(Task data)

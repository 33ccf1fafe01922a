//! # Talent marketplace ZK prover
//!
//! Groth16 proofs over BN254 for the two privacy checks of the freelance
//! marketplace.
//!
//! ## Features
//!
//! - **Bid validity**: prove `acceptedPrice <= maxBudget` revealing only a
//!   pass/fail bit
//! - **Selective disclosure**: for five developer attributes, reveal the
//!   chosen ones and commit to all of them with Poseidon
//!
//! Raw attribute strings and bid amounts are redacted in `Debug` output and
//! never logged. The validated inputs (`AttributeValues`,
//! `DisclosableAttribute`, `BidValidityInput`) are zeroed on drop; the
//! encoded field elements derived from them live only for one proving call
//! and are not wiped.
//!
//! ## Example
//!
//! ```rust,ignore
//! use talent_zk_prover::{
//!     BidValidityFlow, BidValidityRequest, MarketplaceProver, MarketplaceVerifier,
//! };
//!
//! let circuits = [Circuit::BidValidity];
//! let prover = MarketplaceProver::from_artifacts("./artifacts", &circuits)?;
//! let verifier = MarketplaceVerifier::from_artifacts("./artifacts", &circuits)?;
//!
//! let request = BidValidityRequest {
//!     max_budget: Some(100u64.into()),
//!     accepted_price: Some("80".into()),
//! };
//! let outcome = BidValidityFlow::new(&prover, &verifier).run(&request)?;
//! assert_eq!(outcome.result.public_signals, ["1"]);
//! ```

#![warn(clippy::all, clippy::pedantic)]
#![allow(clippy::module_name_repetitions)]
#![allow(clippy::must_use_candidate)]
#![allow(clippy::missing_errors_doc)]

pub mod artifacts;
pub mod circuits;
pub mod encoding;
pub mod error;
pub mod field;
pub mod flow;
pub mod inputs;
pub mod poseidon;
pub mod proof;
pub mod prover;
pub mod types;
pub mod verifier;
pub mod view;

// Re-exports
pub use artifacts::CircuitKeys;
pub use error::{ErrorKind, ProverError, Result};
pub use flow::{BidOutcome, BidValidityFlow, BidVerdict, DisclosureOutcome, SelectiveDisclosureFlow};
pub use inputs::{BidValidityInput, SelectiveDisclosureInput};
pub use proof::{Proof, ProofJson, ProofResult, ProofWithPublicInputs};
pub use prover::{Circuit, MarketplaceProver};
pub use types::{
    AttributeName, AttributeValues, BidValidityRequest, NumericInput, SelectiveDisclosureRequest,
};
pub use verifier::MarketplaceVerifier;
pub use view::{DisclosureFlags, DisclosureView, DisplayValue, HIDDEN_PLACEHOLDER};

(End Task data)

Work required:
From the data above, copy each line exactly.

Exercise answer:
repository 33ccf1fafe01922a
//! # Talent marketplace ZK prover
//!
//! Groth16 proofs over BN254 for the two privacy checks of the freelance
//! marketplace.
//!
//! ## Features
//!
//! - **Bid validity**: prove `acceptedPrice <= maxBudget` revealing only a
//!   pass/fail bit
//! - **Selective disclosure**: for five developer attributes, reveal the
//!   chosen ones and commit to all of them with Poseidon
//!
//! Raw attribute strings and bid amounts are redacted in `Debug` output and
//! never logged. The validated inputs (`AttributeValues`,
//! `DisclosableAttribute`, `BidValidityInput`) are zeroed on drop; the
//! encoded field elements derived from them live only for one proving call
//! and are not wiped.
//!
//! ## Example
//!
//! ```rust,ignore
//! use talent_zk_prover::{
//!     BidValidityFlow, BidValidityRequest, MarketplaceProver, MarketplaceVerifier,
//! };
//!
//! let circuits = [Circuit::BidValidity];
//! let prover = MarketplaceProver::from_artifacts("./artifacts", &circuits)?;
//! let verifier = MarketplaceVerifier::from_artifacts("./artifacts", &circuits)?;
//!
//! let request = BidValidityRequest {
//!     max_budget: Some(100u64.into()),
//!     accepted_price: Some("80".into()),
//! };
//! let outcome = BidValidityFlow::new(&prover, &verifier).run(&request)?;
//! assert_eq!(outcome.result.public_signals, ["1"]);
//! ```

#![warn(clippy::all, clippy::pedantic)]
#![allow(clippy::module_name_repetitions)]
#![allow(clippy::must_use_candidate)]
#![allow(clippy::missing_errors_doc)]

pub mod artifacts;
pub mod circuits;
pub mod encoding;
pub mod error;
pub mod field;
pub mod flow;
pub mod inputs;
pub mod poseidon;
pub mod proof;
pub mod prover;
pub mod types;
pub mod verifier;
pub mod view;

// Re-exports
pub use artifacts::CircuitKeys;
pub use error::{ErrorKind, ProverError, Result};
pub use flow::{BidOutcome, BidValidityFlow, BidVerdict, DisclosureOutcome, SelectiveDisclosureFlow};
pub use inputs::{BidValidityInput, SelectiveDisclosureInput};
pub use proof::{Proof, ProofJson, ProofResult, ProofWithPublicInputs};
pub use prover::{Circuit, MarketplaceProver};
pub use types::{
    AttributeName, AttributeValues, BidValidityRequest, NumericInput, SelectiveDisclosureRequest,
};
pub use verifier::MarketplaceVerifier;
pub use view::{DisclosureFlags, DisclosureView, DisplayValue, HIDDEN_PLACEHOLDER};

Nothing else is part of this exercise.